■ **How to complete this task**: The lines you return must be all those in the data that hold the string "SessionResult".

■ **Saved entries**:
******

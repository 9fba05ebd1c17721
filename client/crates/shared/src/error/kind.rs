//! Error Kind - Classification of errors
//!
//! Defines the [`ErrorKind`] enum every component reports failures in.

use serde::Serialize;

/// Error category
///
/// Classifies remote responses (by HTTP status) and client-side guard
/// failures on the same scale.
///
/// ## Notes
/// * `non_exhaustive` - more categories may be added
///
/// ## Examples
/// ```rust
/// use kernel::error::kind::ErrorKind;
///
/// let kind = ErrorKind::from_status(401);
/// assert_eq!(kind, ErrorKind::Auth);
/// assert_eq!(kind.as_str(), "Authentication failed");
/// ```
#[derive(Debug, Clone, Copy, PartialEq, Eq, Serialize)]
#[serde(rename_all = "SCREAMING_SNAKE_CASE")]
#[non_exhaustive]
pub enum ErrorKind {
    /// No response: transport failure, refused connection or timeout
    Network,
    /// 401/403: credentials rejected
    Auth,
    /// Other 4xx, or a client-side input check
    Validation,
    /// 5xx, or an unexpected payload shape
    Server,
    /// No credential held; detected locally, nothing is sent
    Unauthenticated,
}

impl ErrorKind {
    /// Category for a non-success HTTP status
    ///
    /// ## Arguments
    /// * `status` - non-success HTTP status code
    ///
    /// ## Returns
    /// * 401/403 → [`ErrorKind::Auth`]
    /// * other 4xx → [`ErrorKind::Validation`]
    /// * anything else (5xx, unexpected codes) → [`ErrorKind::Server`]
    ///
    /// ## Examples
    /// ```rust
    /// use kernel::error::kind::ErrorKind;
    /// assert_eq!(ErrorKind::from_status(400), ErrorKind::Validation);
    /// assert_eq!(ErrorKind::from_status(503), ErrorKind::Server);
    /// ```
    #[inline]
    pub const fn from_status(status: u16) -> Self {
        match status {
            401 | 403 => ErrorKind::Auth,
            400..=499 => ErrorKind::Validation,
            _ => ErrorKind::Server,
        }
    }

    /// User-facing label
    ///
    /// ## Examples
    /// ```rust
    /// use kernel::error::kind::ErrorKind;
    /// assert_eq!(ErrorKind::Network.as_str(), "Network error");
    /// ```
    #[inline]
    pub const fn as_str(&self) -> &'static str {
        match self {
            ErrorKind::Network => "Network error",
            ErrorKind::Auth => "Authentication failed",
            ErrorKind::Validation => "Invalid input",
            ErrorKind::Server => "Server error",
            ErrorKind::Unauthenticated => "Not signed in",
        }
    }

    /// Whether retrying by hand can help
    ///
    /// Network and server failures may succeed with unchanged input.
    /// Nothing is retried automatically.
    #[inline]
    pub const fn is_retryable(&self) -> bool {
        matches!(self, ErrorKind::Network | ErrorKind::Server)
    }

    /// Whether the user must log in again
    #[inline]
    pub const fn requires_login(&self) -> bool {
        matches!(self, ErrorKind::Auth | ErrorKind::Unauthenticated)
    }
}

impl std::fmt::Display for ErrorKind {
    fn fmt(&self, f: &mut std::fmt::Formatter<'_>) -> std::fmt::Result {
        write!(f, "{}", self.as_str())
    }
}
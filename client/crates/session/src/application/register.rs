//! Register Use Case
//!
//! Creates an account. Does not authenticate.

use std::sync::Arc;

use gateway::RemoteGateway;
use gateway::dto::RegisterRequest;
use platform::secret::ClearTextPassword;

use crate::error::{SessionError, SessionResult};

/// Register input
pub struct RegisterInput {
    pub email: String,
    pub password: ClearTextPassword,
}

/// Register output
#[derive(Debug, Clone, PartialEq, Eq)]
pub struct RegisterOutput {
    /// Service message, shown verbatim
    pub message: String,
}

/// Register use case
pub struct RegisterUseCase<G>
where
    G: RemoteGateway,
{
    gateway: Arc<G>,
}

impl<G> RegisterUseCase<G>
where
    G: RemoteGateway,
{
    pub fn new(gateway: Arc<G>) -> Self {
        Self { gateway }
    }

    pub async fn execute(&self, input: RegisterInput) -> SessionResult<RegisterOutput> {
        let request = RegisterRequest {
            email: input.email,
            password: input.password,
        };

        let response = self.gateway.register(&request).await.map_err(|e| {
            let err = SessionError::from(e);
            err.log();
            err
        })?;

        tracing::info!(email = %request.email, "Account registered");
        Ok(RegisterOutput {
            message: response.message,
        })
    }
}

******

■ **Answer**:
use crate::error::{SessionError, SessionResult};
    pub async fn execute(&self, input: RegisterInput) -> SessionResult<RegisterOutput> {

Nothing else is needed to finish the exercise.